And none of those administrations and presidents, as bad as they were, caused millions of people to go completely nuts, join a personality cult and start believing demonstrably mad things. Some believed stupid, unprovable things, like Saddam Hussein had WMDs, because they were lied to. But believing that thing was nothing like believing the government puts chemicals in the water that makes people turn gay or that Hillary Clinton was running a child abuse ring from the basement of a pizza parlor. There have always been goofy conspiracy theories but not ones that millions and millions of people actually believed. And TFG himself is a very weird guy, just apart from also being a very bad guy. Maybe it's the effect of social media, but I don't remember a time when bad was also really, really weird. Where did all this pathology come from?

June 30, 2023

Yup. There's not a damn thing we can do about the Supreme Court right now,

so all the wailing and gnashing of teeth and rending of clothing about their revanchist decisions is for naught. None of them will be impeached and it's doubtful that their ethical transgressions will be adequately dealt with. Elect Democrats at all levels and be sure there's one occupying the White House when the two oldest and worst of the not-so-Supremes finally go to their eternal reward. Elect Democratic dogcatchers, park board members, state representatives and senators; some of the most heinous fuckery arises at the local level, where any numpty wearing a beanie with a propeller can get elected to a school board or a city council by claiming that chemtrails and fluoride are polluting their precious bodily fluids and causing children to grow up to be communist drag queens. Best to spray for them while they are still larvae.

June 12, 2023

Pretty much. It's a lot harder to get away with really obvious racial bigotry any more;

you can't say "N-----" in public and you can't admit to hating Black people or Jews or members of non-white/non-Christian groups in polite company. So they had to find a new, more powerless minority to pick on, and why not LGBTQ people? They're "different" (just being different makes a person a potential target for hate no matter what the difference might be), and there's a sexual component that makes the haters uncomfortable. We can't have that, can we? And just think of the children! If a child reads a book about two boy penguins taking care of a chick, the child might turn out to be gay! If a child figures out that they are more comfortable living as the gender that they weren't born with and dressing accordingly, that's weird and it really means they are pretending to be girls so they can do icky things to the "real" girls in their school's bathrooms. Have I got that right?

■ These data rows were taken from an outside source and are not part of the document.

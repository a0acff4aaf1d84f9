//! Locomotion on the planet surface and the chase camera that follows it.
//!
//! The plane's canonical frame has right `+X`, up `+Y` and forward `+Z`.
//! Each tick the plane turns in its tangent plane, moves forward, is
//! re-projected onto the sphere, and then has its frame re-aligned so local
//! up matches the new radial direction.

use glam::{Mat4, Quat, Vec3};
use tracing::trace;

use crate::collider::Sphere;
use crate::config::{CameraConfig, NavigatorConfig};
use crate::math::{degrees_to_radians, shortest_arc_rotation, unit_or_up};

/// Right, up and forward axes of the plane in world space.
#[derive(Debug, Clone, Copy, PartialEq)]
pub struct LocalFrame {
    pub right: Vec3,
    pub up: Vec3,
    pub forward: Vec3,
}

/// Camera pose representing position and orientation.
///
/// The camera looks down its local `-Z` axis with `+Y` up.
#[derive(Debug, Clone, Copy, PartialEq)]
pub struct CameraPose {
    /// Camera position in world space.
    pub position: Vec3,
    /// Camera orientation in world space.
    pub orientation: Quat,
}

impl CameraPose {
    /// Direction the camera is looking.
    pub fn look_direction(&self) -> Vec3 {
        self.orientation * Vec3::NEG_Z
    }

    /// Camera up vector.
    pub fn up(&self) -> Vec3 {
        self.orientation * Vec3::Y
    }

    /// Get the view matrix.
    pub fn view_matrix(&self) -> Mat4 {
        Mat4::look_to_rh(self.position, self.look_direction(), self.up())
    }
}

/// Abstract steering input, already decoupled from any input device.
#[derive(Debug, Clone, Copy, Default, PartialEq)]
pub struct ControlIntent {
    /// `0` or `1`.
    pub thrust: f32,
    /// `-1` turns left, `+1` turns right.
    pub turn: f32,
}

/// Moves the plane over the sphere and keeps it upright.
#[derive(Debug, Clone)]
pub struct Navigator {
    radius: f32,
    speed: f32,
    turn_rate: f32,
    camera_config: CameraConfig,
    camera_pitch: Quat,
    position: Vec3,
    orientation: Quat,
    intent: ControlIntent,
    camera: CameraPose,
}

impl Navigator {
    /// Place the plane on a sphere of `radius` above `config.start_direction`,
    /// standing upright with an arbitrary but deterministic heading.
    pub fn new(radius: f32, config: &NavigatorConfig, camera: &CameraConfig) -> Self {
        let up = unit_or_up(config.start_direction);
        let mut navigator = Self {
            radius,
            speed: config.speed,
            turn_rate: degrees_to_radians(config.turn_rate_degrees),
            camera_config: camera.clone(),
            camera_pitch: Quat::from_rotation_x(degrees_to_radians(camera.pitch_degrees)),
            position: up * radius,
            orientation: shortest_arc_rotation(Vec3::Y, up),
            intent: ControlIntent::default(),
            camera: CameraPose {
                position: Vec3::ZERO,
                orientation: Quat::IDENTITY,
            },
        };
        navigator.camera = navigator.compute_camera(navigator.local_frame());
        navigator
    }

    pub fn position(&self) -> Vec3 {
        self.position
    }

    pub fn orientation(&self) -> Quat {
        self.orientation
    }

    pub fn intent(&self) -> ControlIntent {
        self.intent
    }

    /// Camera pose as of the last tick.
    pub fn camera(&self) -> CameraPose {
        self.camera
    }

    /// Unit-radius collider centered on the plane.
    pub fn collider(&self) -> Sphere {
        Sphere::unit(self.position)
    }

    pub fn set_thrust(&mut self, thrust: f32) {
        self.intent.thrust = thrust.clamp(0.0, 1.0);
    }

    pub fn set_turn(&mut self, turn: f32) {
        self.intent.turn = turn.clamp(-1.0, 1.0);
    }

    pub fn set_intent(&mut self, intent: ControlIntent) {
        self.set_thrust(intent.thrust);
        self.set_turn(intent.turn);
    }

    /// Move the plane from outside the simulation. The next tick projects it
    /// back onto the sphere and re-aligns its frame.
    pub fn set_position(&mut self, position: Vec3) {
        self.position = position;
    }

    /// Current local axes. Up is the radial direction, not the orientation's
    /// `+Y`, so it stays correct after an external [`Navigator::set_position`].
    pub fn local_frame(&self) -> LocalFrame {
        let right = (self.orientation * Vec3::X).normalize();
        let up = unit_or_up(self.position);
        let forward = match up.cross(right).try_normalize() {
            Some(f) => -f,
            // right collapsed onto up; fall back to the heading itself
            None => (self.orientation * Vec3::Z)
                .reject_from_normalized(up)
                .normalize_or_zero(),
        };
        LocalFrame { right, up, forward }
    }

    /// Advance one tick.
    ///
    /// Runs unconditionally: with no intent the position is re-projected and
    /// the frame re-aligned anyway, so external perturbation never lingers.
    pub fn update(&mut self, dt: f32) {
        let frame = self.local_frame();

        let moved = self.position + frame.forward * self.intent.thrust * dt * self.speed;
        let new_up = unit_or_up(moved);
        self.position = new_up * self.radius;

        // Re-align from the plane's own up, which lags the radial after an
        // external move, not from the radial itself.
        let plane_up = unit_or_up(self.orientation * Vec3::Y);
        let turn = Quat::from_axis_angle(plane_up, self.intent.turn * self.turn_rate * dt);
        let surface = shortest_arc_rotation(plane_up, new_up);
        self.orientation = (surface * turn * self.orientation).normalize();

        self.camera = self.compute_camera(self.local_frame());

        trace!(
            "navigator tick: position {:?}, thrust {}, turn {}",
            self.position, self.intent.thrust, self.intent.turn
        );
    }

    /// Chase camera behind and above the plane, pitched to look down at it.
    fn compute_camera(&self, frame: LocalFrame) -> CameraPose {
        let position = self.position - frame.forward * self.camera_config.view_distance
            + frame.up * self.camera_config.view_height;

        // Turn the camera's -Z onto the plane's forward, then pitch about the
        // camera's own right axis.
        let facing = Quat::from_rotation_y(std::f32::consts::PI);
        let orientation = (self.orientation * facing * self.camera_pitch).normalize();

        CameraPose {
            position,
            orientation,
        }
    }
}

#[cfg(test)]
mod tests {
    use super::*;

    const DT: f32 = 1.0 / 60.0;
    const RADIUS: f32 = 10.0;

    fn navigator() -> Navigator {
        Navigator::new(RADIUS, &NavigatorConfig::default(), &CameraConfig::default())
    }

    fn assert_on_surface(n: &Navigator) {
        let r = n.position().length();
        assert!((r - RADIUS).abs() < 1e-3, "radius drifted to {r}");
        assert!((n.orientation().length() - 1.0).abs() < 1e-4);
    }

    fn assert_upright(n: &Navigator) {
        let radial = n.position().normalize();
        let up = n.orientation() * Vec3::Y;
        assert!((up - radial).length() < 1e-3, "up {up:?} vs radial {radial:?}");
    }

    #[test]
    fn test_starts_on_surface_upright() {
        let n = navigator();
        assert!((n.position() - Vec3::new(0.0, RADIUS, 0.0)).length() < 1e-5);
        assert!(n.orientation().abs_diff_eq(Quat::IDENTITY, 1e-6));
        let frame = n.local_frame();
        assert!((frame.forward - Vec3::Z).length() < 1e-5);
    }

    #[test]
    fn test_custom_start_direction() {
        let config = NavigatorConfig {
            start_direction: Vec3::new(0.0, 0.0, -3.0),
            ..NavigatorConfig::default()
        };
        let n = Navigator::new(RADIUS, &config, &CameraConfig::default());
        assert!((n.position() - Vec3::new(0.0, 0.0, -RADIUS)).length() < 1e-4);
        assert_upright(&n);
    }

    #[test]
    fn test_thrust_moves_forward_along_surface() {
        let mut n = navigator();
        n.set_thrust(1.0);
        n.update(DT);
        assert!(n.position().z > 0.0);
        assert!(n.position().x.abs() < 1e-5);
        assert_on_surface(&n);

        // A quarter of the way round the planet.
        let quarter = std::f32::consts::FRAC_PI_2 * RADIUS;
        let ticks = (quarter / (6.0 * DT)).round() as usize;
        for _ in 1..ticks {
            n.update(DT);
        }
        let dir = n.position().normalize();
        assert!(dir.z > 0.99, "ended at {dir:?}");
        assert_upright(&n);
    }

    #[test]
    fn test_idle_ticks_change_nothing() {
        let mut n = navigator();
        let before = (n.position(), n.orientation());
        for _ in 0..120 {
            n.update(DT);
        }
        assert!((n.position() - before.0).length() < 1e-5);
        assert!(n.orientation().abs_diff_eq(before.1, 1e-5));
    }

    #[test]
    fn test_turn_right_rotates_heading_toward_right() {
        let mut n = navigator();
        let start = n.local_frame();
        n.set_turn(1.0);
        for _ in 0..45 {
            n.update(DT);
        }
        // 120 deg/s for 0.75s
        let forward = n.local_frame().forward;
        assert!((forward - start.right).length() < 1e-3, "forward {forward:?}");
        assert!((n.position() - Vec3::new(0.0, RADIUS, 0.0)).length() < 1e-5);
    }

    #[test]
    fn test_turn_left_rotates_heading_toward_left() {
        let mut n = navigator();
        n.set_turn(-1.0);
        n.update(DT);
        assert!(n.local_frame().forward.x < 0.0);
    }

    #[test]
    fn test_surface_adherence_under_mixed_intents() {
        let mut n = navigator();
        let pattern = [
            ControlIntent { thrust: 1.0, turn: 0.0 },
            ControlIntent { thrust: 1.0, turn: 1.0 },
            ControlIntent { thrust: 0.0, turn: -1.0 },
            ControlIntent { thrust: 0.0, turn: 0.0 },
            ControlIntent { thrust: 1.0, turn: -1.0 },
        ];
        for step in 0..3000 {
            n.set_intent(pattern[(step / 37) % pattern.len()]);
            n.update(DT);
            assert_on_surface(&n);
        }
        assert_upright(&n);
    }

    #[test]
    fn test_external_perturbation_is_corrected() {
        let mut n = navigator();
        n.set_position(Vec3::new(3.0, 14.0, 0.0));
        n.update(DT);
        assert_on_surface(&n);
        assert_upright(&n);
    }

    #[test]
    fn test_external_perturbation_corrected_while_idle() {
        let mut n = navigator();
        n.set_position(Vec3::new(3.0, 14.0, 0.0));
        for _ in 0..60 {
            n.update(DT);
            assert_on_surface(&n);
            assert_upright(&n);
        }
        assert_eq!(n.intent(), ControlIntent::default());
    }

    #[test]
    fn test_perturbed_plane_flies_upright() {
        let mut n = navigator();
        n.set_position(Vec3::new(0.0, 9.0, 4.0));
        n.set_intent(ControlIntent { thrust: 1.0, turn: 1.0 });
        for _ in 0..120 {
            n.update(DT);
            assert_on_surface(&n);
            assert_upright(&n);
        }
    }

    #[test]
    fn test_degenerate_position_is_clamped() {
        let mut n = navigator();
        n.set_position(Vec3::ZERO);
        n.set_thrust(1.0);
        n.update(DT);
        assert!(n.position().is_finite());
        assert!(n.orientation().is_finite());
        assert_on_surface(&n);
    }

    #[test]
    fn test_intent_is_clamped() {
        let mut n = navigator();
        n.set_intent(ControlIntent { thrust: 4.0, turn: -9.0 });
        assert_eq!(n.intent(), ControlIntent { thrust: 1.0, turn: -1.0 });
    }

    #[test]
    fn test_zero_dt_freezes_everything() {
        let mut n = navigator();
        n.set_intent(ControlIntent { thrust: 1.0, turn: 1.0 });
        let before = (n.position(), n.orientation());
        n.update(0.0);
        assert!((n.position() - before.0).length() < 1e-6);
        assert!(n.orientation().abs_diff_eq(before.1, 1e-6));
    }

    #[test]
    fn test_camera_trails_and_looks_at_plane() {
        let mut n = navigator();
        n.set_intent(ControlIntent { thrust: 1.0, turn: 0.5 });
        for _ in 0..200 {
            n.update(DT);
        }
        let frame = n.local_frame();
        let camera = n.camera();

        let offset = camera.position - n.position();
        assert!(offset.dot(frame.forward) < 0.0, "camera not behind");
        assert!(offset.dot(frame.up) > 0.0, "camera not above");

        let to_plane = (n.position() - camera.position).normalize();
        assert!(camera.look_direction().dot(to_plane) > 0.999);
        assert!((camera.orientation.length() - 1.0).abs() < 1e-4);
    }

    #[test]
    fn test_view_matrix_maps_plane_in_front() {
        let n = navigator();
        let view = n.camera().view_matrix();
        let p = view.transform_point3(n.position());
        // Right-handed view space: in front means negative z.
        assert!(p.z < 0.0);
        assert!(p.x.abs() < 1e-3 && p.y.abs() < 1e-3);
    }
}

What I think is really going on wrt trans-phobia is that RWingers, especially the fake Christians, have a very rigid view of gender (and everything else). You are either male or female, and between the two genders there's a vast chasm of behavior and appearance and roles. But gender is actually pretty fluid, and the hairy he-men of the GOP are horrified to think it might be possible for a person to consider themselves to be different from the God-created gender they were born with. For some reason this is terribly threatening. And drag is really scary because there are people who are actually men with actual penises who are dressing up as women, which is bad because women are weak and inferior and why would a man pretend to be one, even as a night club act? And if they read to children, those children will immediately start wearing false eyelashes and feather boas, and then what?

We're all performing our own drag, aren't we? We dress and behave in the way society expects us to. As a straight cis woman I don't have to wear makeup or earrings but I do because that's what we do. Drag bends expectations and that scares some people.

May 24, 2023

I have a theory about that letter, FWIW.

No lawyer, even one of TFG's sketchy mouthpieces, would write such a puerile, belligerent letter to the guy who's overseeing the prosecution of his client. What I suspect happened is something like this: TFG calls up the lawyer and says he wants a meeting with Garland. Lawyer says Garland probably won't do it because Jack Smith, the Special Counsel, is managing the case. TFG says he doesn't care, he wants the lawyer to send Garland a letter demanding a meeting, and he dictates the letter to the lawyer, insisting on the wording. And TFG wants a copy of the letter immediately, on the lawyer's letterhead. Lawyer rolls his eyes and has a secretary type it up as dictated and send a copy to TFG. Lawyer then either writes a polite, professional letter to Garland and/or Smith, requesting a conference to discuss the status of the case and does not send TFG a copy of this letter, or else he makes the request by phone so he can truthfully tell his client that he has contacted Garland. He suspects or knows that the letter TFG dictated will be posted on fake Twitter for the purpose of outraging and grifting the MAGAts but he's already sold his soul by agreeing to represent TFG in the first place, so he accepts the resulting humiliation as the cost of doing business. But the letter on TFG's fake Twitter was never sent to Garland at all.

So that's my theory and I'm sticking to it.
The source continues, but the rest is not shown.